Stalking coeds seemed like something a vampire would do, so Julian followed him at a distance. There were only five or six others striding across the tree-filled campus.
The man walked up a knoll to the oldest tall building around. Just as he entered, Julian noted that it was right at that point of twilight where all the sunlight was gone from the sky and any light now languished solely on the horizon or was artificial. Nonetheless, Julian followed him into the building.
The halls were dark and hollow. The long floorboards creaked constantly, as if the wood were trying to breathe. He followed at almost hall’s length. Was this man after someone in particular? Julian thought, and what if I saw an attack? What could I really do? He enjoyed the possibility but worried that he might be caught up in trying to help.
Ahead, Dracula stopped, turned, put his hand and ear to the door in front of him. Had he heard me, too? Julian felt small in the night, tiny as a mouse that suddenly sees the cat that sees it. Slipping into the shallow recess of the nearest doorway, Julian saw that it was the office of someone named N. Ernest, Phd. — History of Philosophy.

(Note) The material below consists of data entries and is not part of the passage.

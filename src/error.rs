// SPDX-FileCopyrightText: Copyright (c) 2024-2025 NVIDIA CORPORATION & AFFILIATES. All rights reserved.
// SPDX-License-Identifier: Apache-2.0

//! Failure categories surfaced by the allocator.
//!
//! Errors travel as [`anyhow::Error`] throughout the crate; callers that need
//! to distinguish outcomes downcast to [`AllocatorError`]. The allocate retry
//! loop uses the same classification to decide whether an attempt is worth
//! repeating.

use thiserror::Error;

#[derive(Debug, Error)]
pub enum AllocatorError {
    /// Construction-time configuration problem, fatal.
    #[error("invalid allocator configuration: {0}")]
    Config(String),

    /// The caller's cancellation token fired mid-operation.
    #[error("operation cancelled while {0}")]
    Cancelled(String),

    /// Another participant or local task won a race; the operation is safe
    /// to retry.
    #[error("allocation contention: {0}")]
    Contention(String),

    /// Every identifier in the configured range is taken.
    #[error("no more available IDs in configured space")]
    PoolExhausted,

    /// The key-value store refused or failed an operation.
    #[error("kvstore operation failed: {0}")]
    Store(String),

    /// A master record carries a value the installed key type cannot parse.
    #[error("unparseable master record at {key}: {reason}")]
    Corruption { key: String, reason: String },
}

impl AllocatorError {
    /// Whether the allocate retry loop should try again after this failure.
    pub fn is_retryable(&self) -> bool {
        matches!(self, Self::Contention(_) | Self::Store(_))
    }
}

/// Classify an error travelling as `anyhow::Error`. Anything that is not a
/// known non-retryable category is treated as transient store trouble.
pub(crate) fn is_retryable(err: &anyhow::Error) -> bool {
    match err.downcast_ref::<AllocatorError>() {
        Some(e) => e.is_retryable(),
        None => true,
    }
}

When he looked back, Dracula had disappeared. Hoping that the boards would squeak less near the wall, Julian slipped there quickly and quietly. From an open door ahead, yellow light poured into the dim hall.

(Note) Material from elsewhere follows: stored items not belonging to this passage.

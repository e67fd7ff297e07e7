// SPDX-FileCopyrightText: Copyright (c) 2024-2025 NVIDIA CORPORATION & AFFILIATES. All rights reserved.
// SPDX-License-Identifier: Apache-2.0

//! Identifier and key types shared by the allocator and its caches.

use std::fmt;

use crate::{raise, Result};

/// Numeric identifier handed out by the allocator.
///
/// `Id::NONE` (zero) is reserved and never allocated; identifiers are drawn
/// from the configured `[min, max]` range, optionally ORed with a prefix
/// mask.
#[derive(Debug, Clone, Copy, Default, PartialEq, Eq, PartialOrd, Ord, Hash)]
pub struct Id(pub u64);

impl Id {
    /// Sentinel meaning "no identifier".
    pub const NONE: Id = Id(0);

    pub fn is_none(self) -> bool {
        self == Id::NONE
    }

    pub fn as_u64(self) -> u64 {
        self.0
    }
}

impl fmt::Display for Id {
    fn fmt(&self, f: &mut fmt::Formatter<'_>) -> fmt::Result {
        write!(f, "{}", self.0)
    }
}

impl From<u64> for Id {
    fn from(v: u64) -> Self {
        Id(v)
    }
}

/// Key type the allocator hands identifiers to.
///
/// Implementations must be round-trippable: `put_key` applied to the output
/// of `get_key` yields an equivalent key. The canonical form returned by
/// `get_key` becomes part of a store path and therefore must be stable and
/// must not contain `/`. The `Display` form is for humans only.
pub trait AllocatorKey: fmt::Display + Send + Sync {
    /// Canonical string form of the key.
    fn get_key(&self) -> String;

    /// Reconstruct a key from its canonical string form.
    fn put_key(&self, raw: &str) -> Result<Box<dyn AllocatorKey>>;
}

/// Ready-made key type for callers whose keys already are canonical strings.
#[derive(Debug, Clone, PartialEq, Eq, Hash)]
pub struct StringKey(String);

impl StringKey {
    pub fn new(raw: impl Into<String>) -> Result<Self> {
        let raw = raw.into();
        if raw.is_empty() {
            raise!("allocator keys must not be empty");
        }
        if raw.contains('/') {
            raise!("allocator keys must not contain '/': {raw:?}");
        }
        Ok(StringKey(raw))
    }
}

impl fmt::Display for StringKey {
    fn fmt(&self, f: &mut fmt::Formatter<'_>) -> fmt::Result {
        f.write_str(&self.0)
    }
}

impl AllocatorKey for StringKey {
    fn get_key(&self) -> String {
        self.0.clone()
    }

    fn put_key(&self, raw: &str) -> Result<Box<dyn AllocatorKey>> {
        Ok(Box::new(StringKey::new(raw)?))
    }
}

#[cfg(test)]
mod tests {
    use super::*;

    #[test]
    fn id_none_is_zero() {
        assert!(Id::NONE.is_none());
        assert!(!Id(1).is_none());
        assert_eq!(Id::from(7).as_u64(), 7);
    }

    #[test]
    fn string_key_round_trips() {
        let key = StringKey::new("label;foo;").unwrap();
        let back = key.put_key(&key.get_key()).unwrap();
        assert_eq!(back.get_key(), "label;foo;");
    }

    #[test]
    fn string_key_rejects_path_separators() {
        assert!(StringKey::new("a/b").is_err());
        assert!(StringKey::new("").is_err());
    }
}
//! Operator-facing console output.
//!
//! Human-readable step lines with the classic check/warn/cross glyphs.
//! Colors drop out when stdout is not a terminal, when `--no-color` is
//! given, or when `NO_COLOR` is set. Diagnostics go through `tracing`;
//! this module only renders the report the operator reads.

use std::io::IsTerminal;

use nu_ansi_term::Color;

use mpt_compose::ServiceState;

/// Console renderer.
#[derive(Debug, Clone, Copy)]
pub struct Console {
    color: bool,
}

impl Console {
    /// Create a renderer, honoring `--no-color` and `NO_COLOR`.
    pub fn new(no_color_flag: bool) -> Self {
        let color = !no_color_flag
            && std::env::var_os("NO_COLOR").is_none()
            && std::io::stdout().is_terminal();
        Self { color }
    }

    /// Create a renderer with color forced on or off.
    pub fn with_color(color: bool) -> Self {
        Self { color }
    }

    fn paint(&self, color: Color, text: &str) -> String {
        if self.color {
            color.paint(text).to_string()
        } else {
            text.to_string()
        }
    }

    /// Section heading.
    pub fn heading(&self, text: &str) {
        println!();
        println!("{}", self.paint(Color::Cyan, text));
    }

    /// Progress step.
    pub fn step(&self, text: &str) {
        println!("{} {text}", self.paint(Color::Blue, "›"));
    }

    pub fn ok(&self, text: &str) {
        println!("{} {text}", self.paint(Color::Green, "✓"));
    }

    pub fn warn(&self, text: &str) {
        println!("{} {text}", self.paint(Color::Yellow, "⚠"));
    }

    pub fn fail(&self, text: &str) {
        println!("{} {text}", self.paint(Color::Red, "✗"));
    }

    /// Indented plain line, aligned under the glyph lines.
    pub fn line(&self, text: &str) {
        println!("  {text}");
    }

    /// Render a service state in its conventional color.
    pub fn state(&self, state: &ServiceState) -> String {
        let color = match state {
            ServiceState::Up => Color::Green,
            ServiceState::Restarting | ServiceState::Created | ServiceState::Paused => {
                Color::Yellow
            }
            ServiceState::Exited | ServiceState::Dead => Color::Red,
            ServiceState::Unknown(_) => Color::Yellow,
        };
        self.paint(color, state.as_str())
    }
}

A name plaque beside this door read, L. Ryan, Phd. — Philosophy/Logic. There Dracula sat as Julian slipped by. So, he is faking because he saw me or he is a college professor sitting at his desk with a lamp? And he’s grading papers on a Friday evening. Julian’s sense of adventure was suddenly replaced by something less keen.
On the way back to the bus stop, he thought, So what, there’s still this boy at school who has to be a werewolf.
He’d read in a story how repeated transformations of the body into animal form caused a permanent dislocation and an odd, awkward appearance to the daytime body of those afflicted with shape shifting.
On the ride back to his neighborhood, Julian thought about further observation of his fellow student, Harvey Springer, the best draftsman in the class according to the teacher.